══ DATA EXCERPTS

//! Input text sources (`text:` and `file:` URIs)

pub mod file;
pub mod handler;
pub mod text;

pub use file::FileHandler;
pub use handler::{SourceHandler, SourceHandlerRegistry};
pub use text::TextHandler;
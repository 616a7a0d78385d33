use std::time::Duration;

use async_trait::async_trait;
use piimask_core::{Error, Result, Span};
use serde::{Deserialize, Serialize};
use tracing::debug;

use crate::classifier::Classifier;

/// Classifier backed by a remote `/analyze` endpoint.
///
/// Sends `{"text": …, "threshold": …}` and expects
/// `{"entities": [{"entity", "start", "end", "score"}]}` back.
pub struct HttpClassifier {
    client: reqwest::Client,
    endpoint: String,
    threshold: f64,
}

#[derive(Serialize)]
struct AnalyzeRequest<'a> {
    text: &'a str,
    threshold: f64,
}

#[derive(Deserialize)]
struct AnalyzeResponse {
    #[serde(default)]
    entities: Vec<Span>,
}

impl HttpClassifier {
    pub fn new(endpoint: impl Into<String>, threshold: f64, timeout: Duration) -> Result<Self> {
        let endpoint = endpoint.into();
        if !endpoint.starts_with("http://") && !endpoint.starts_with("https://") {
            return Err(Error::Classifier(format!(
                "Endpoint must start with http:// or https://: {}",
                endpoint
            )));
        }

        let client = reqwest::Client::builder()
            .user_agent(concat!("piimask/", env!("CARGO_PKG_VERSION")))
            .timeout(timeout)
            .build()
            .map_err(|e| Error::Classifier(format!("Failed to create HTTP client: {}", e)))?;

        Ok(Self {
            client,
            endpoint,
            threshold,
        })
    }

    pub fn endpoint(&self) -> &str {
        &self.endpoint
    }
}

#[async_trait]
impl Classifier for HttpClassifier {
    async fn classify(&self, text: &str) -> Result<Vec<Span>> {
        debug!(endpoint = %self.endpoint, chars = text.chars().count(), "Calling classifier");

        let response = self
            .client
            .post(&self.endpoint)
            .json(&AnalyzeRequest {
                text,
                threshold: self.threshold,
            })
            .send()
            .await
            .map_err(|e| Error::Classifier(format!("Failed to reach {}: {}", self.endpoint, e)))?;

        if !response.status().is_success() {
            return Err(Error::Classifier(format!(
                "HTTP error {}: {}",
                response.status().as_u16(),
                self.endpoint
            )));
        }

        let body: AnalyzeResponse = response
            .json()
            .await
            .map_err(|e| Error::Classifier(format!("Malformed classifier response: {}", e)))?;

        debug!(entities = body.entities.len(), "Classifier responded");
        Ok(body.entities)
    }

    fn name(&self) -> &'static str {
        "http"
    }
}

════
══ DATA EXCERPTS

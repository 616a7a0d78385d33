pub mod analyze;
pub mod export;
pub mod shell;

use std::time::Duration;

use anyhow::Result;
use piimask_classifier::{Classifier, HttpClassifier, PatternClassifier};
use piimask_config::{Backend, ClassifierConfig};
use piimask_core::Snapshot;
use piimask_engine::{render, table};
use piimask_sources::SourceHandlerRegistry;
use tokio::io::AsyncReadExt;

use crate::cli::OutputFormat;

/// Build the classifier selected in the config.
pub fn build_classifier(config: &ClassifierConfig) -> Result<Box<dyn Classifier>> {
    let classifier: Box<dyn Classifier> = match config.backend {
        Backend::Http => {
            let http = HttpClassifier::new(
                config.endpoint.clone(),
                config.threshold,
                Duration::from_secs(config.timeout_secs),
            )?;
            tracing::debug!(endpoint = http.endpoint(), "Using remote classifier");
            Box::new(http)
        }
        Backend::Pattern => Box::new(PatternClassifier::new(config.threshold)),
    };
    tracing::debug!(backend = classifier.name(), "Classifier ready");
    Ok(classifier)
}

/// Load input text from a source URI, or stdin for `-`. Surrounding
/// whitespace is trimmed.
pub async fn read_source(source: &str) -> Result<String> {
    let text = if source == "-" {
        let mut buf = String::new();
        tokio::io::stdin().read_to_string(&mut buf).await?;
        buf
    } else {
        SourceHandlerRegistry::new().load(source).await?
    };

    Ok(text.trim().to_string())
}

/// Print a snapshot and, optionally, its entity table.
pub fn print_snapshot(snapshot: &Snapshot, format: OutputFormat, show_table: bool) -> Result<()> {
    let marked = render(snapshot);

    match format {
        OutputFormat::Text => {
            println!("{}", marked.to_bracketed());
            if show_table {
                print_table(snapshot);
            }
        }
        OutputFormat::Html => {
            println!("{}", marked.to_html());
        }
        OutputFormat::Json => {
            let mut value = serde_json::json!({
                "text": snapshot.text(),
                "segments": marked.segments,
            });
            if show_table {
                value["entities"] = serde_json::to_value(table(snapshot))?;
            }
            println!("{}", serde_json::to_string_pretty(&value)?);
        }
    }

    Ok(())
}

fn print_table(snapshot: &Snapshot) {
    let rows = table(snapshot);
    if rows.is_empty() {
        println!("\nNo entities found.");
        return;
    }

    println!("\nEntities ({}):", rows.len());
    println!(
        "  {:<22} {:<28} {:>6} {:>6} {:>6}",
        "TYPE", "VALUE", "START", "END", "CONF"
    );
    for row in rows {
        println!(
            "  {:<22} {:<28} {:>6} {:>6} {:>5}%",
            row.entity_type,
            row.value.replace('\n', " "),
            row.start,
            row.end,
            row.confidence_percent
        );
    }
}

════

§ EXERCISE GOAL
State the number of lines above that include the word "derive", and write nothing besides that number.

§ EXERCISE SOLUTION
2